Given the large amount of science news published online and in print each day, it's always nice to find follow-ups on the relatively obscure topics posted here.
And so I smiled earlier today when I saw on ScienceDaily an article about the latest research on CoRoT-7b, the fast-orbiting exoplanet some 500 light years away that was mentioned in my last post. Readers may recall that astronomers recently determined that CoRoT-7b is just slightly less than twice the diameter of Earth, about five times Earth's mass, and similar in structure.
Structure--meaning rocky--is the key, because other similarities with Earth today are practically non-existent.
Worth a Second Look: Artist's impression of CoRoT-7b orbiting its star. Credit: ESO/L. Calcada
Apart from orbiting its star so rapidly (once every 3 days, 17 hours), CoRoT-7b is only about 1.6 million miles away from it -- 23 times less than the distance from our Sun to Mercury. And if this isn't distinctive enough, one side of the planet always faces its star while the other is in shadow, which means the exposed surface is extremely hot. Just how hot is it? The estimated surface temperature--literally the source of yesterday's news--is about 4,220 degrees Fahrenheit.

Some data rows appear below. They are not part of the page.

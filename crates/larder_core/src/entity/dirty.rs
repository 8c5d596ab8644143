//! Dirty-field tracking.

/// Ordered set of locally modified fields.
///
/// Fields are kept in the order they were first modified. Marking a field
/// twice keeps its original position.
#[derive(Debug, Clone, PartialEq, Eq)]
pub struct DirtyFields<F> {
    fields: Vec<F>,
}

impl<F: Copy + PartialEq> DirtyFields<F> {
    /// Creates an empty set.
    #[must_use]
    pub fn new() -> Self {
        Self { fields: Vec::new() }
    }

    /// Records a modified field.
    pub fn mark(&mut self, field: F) {
        if !self.fields.contains(&field) {
            self.fields.push(field);
        }
    }

    /// Returns true if the field was modified.
    pub fn contains(&self, field: F) -> bool {
        self.fields.contains(&field)
    }

    /// Returns the modified fields in modification order.
    pub fn fields(&self) -> &[F] {
        &self.fields
    }

    /// Returns the number of modified fields.
    pub fn len(&self) -> usize {
        self.fields.len()
    }

    /// Returns true if nothing was modified.
    pub fn is_empty(&self) -> bool {
        self.fields.is_empty()
    }

    /// Forgets all modifications.
    pub fn clear(&mut self) {
        self.fields.clear();
    }
}

impl<F: Copy + PartialEq> Default for DirtyFields<F> {
    fn default() -> Self {
        Self::new()
    }
}

#[cfg(test)]
mod tests {
    use super::*;

    #[test]
    fn keeps_first_modification_order() {
        let mut dirty = DirtyFields::new();
        dirty.mark('b');
        dirty.mark('a');
        dirty.mark('b');

        assert_eq!(dirty.fields(), &['b', 'a']);
        assert_eq!(dirty.len(), 2);
        assert!(dirty.contains('a'));
        assert!(!dirty.contains('c'));
    }

    #[test]
    fn clear() {
        let mut dirty = DirtyFields::new();
        dirty.mark(1u8);
        dirty.clear();
        assert!(dirty.is_empty());
    }
}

Because of the extremely high surface temperature, "The only atmosphere this object has is produced from vapor arising from hot molten silicates in a lava lake or lava ocean," according to Bruce Fegley of Washington University's Department of Earth and Planetary Sciences, who modeled CoRoT-7b's atmosphere with Laura Schaefer of WU's Planetary Chemistry Laboratory.
Lakes or possibly oceans of molten lava are interesting enough to think about, but all the vapor from those molten silicates apparently makes things even stranger.
Reporting the features of their silicate atmosphere model in the October 1 issue of The Astrophysical Journal, Fegley and Schaefer suggest that CoRoT-7b's atmosphere is mostly composed of sodium, postassium, silicon monoxide, and--big surprise to people like me--oxygen, which comes from all that vaporized surface rock. ScienceDaily quotes Fegley on the implications of the chemistry:
"As you go higher the atmosphere gets cooler and eventually you get saturated with different types of 'rock' the way you get saturated with water in the atmosphere of Earth. But instead of a water cloud forming and then raining water droplets, you get a 'rock cloud' forming and it starts raining out little pebbles of different types of rock."
Verfiable or not, the fact that planetary scientists can make this kind of inference based data collected from so far away is nothing short of astonishing.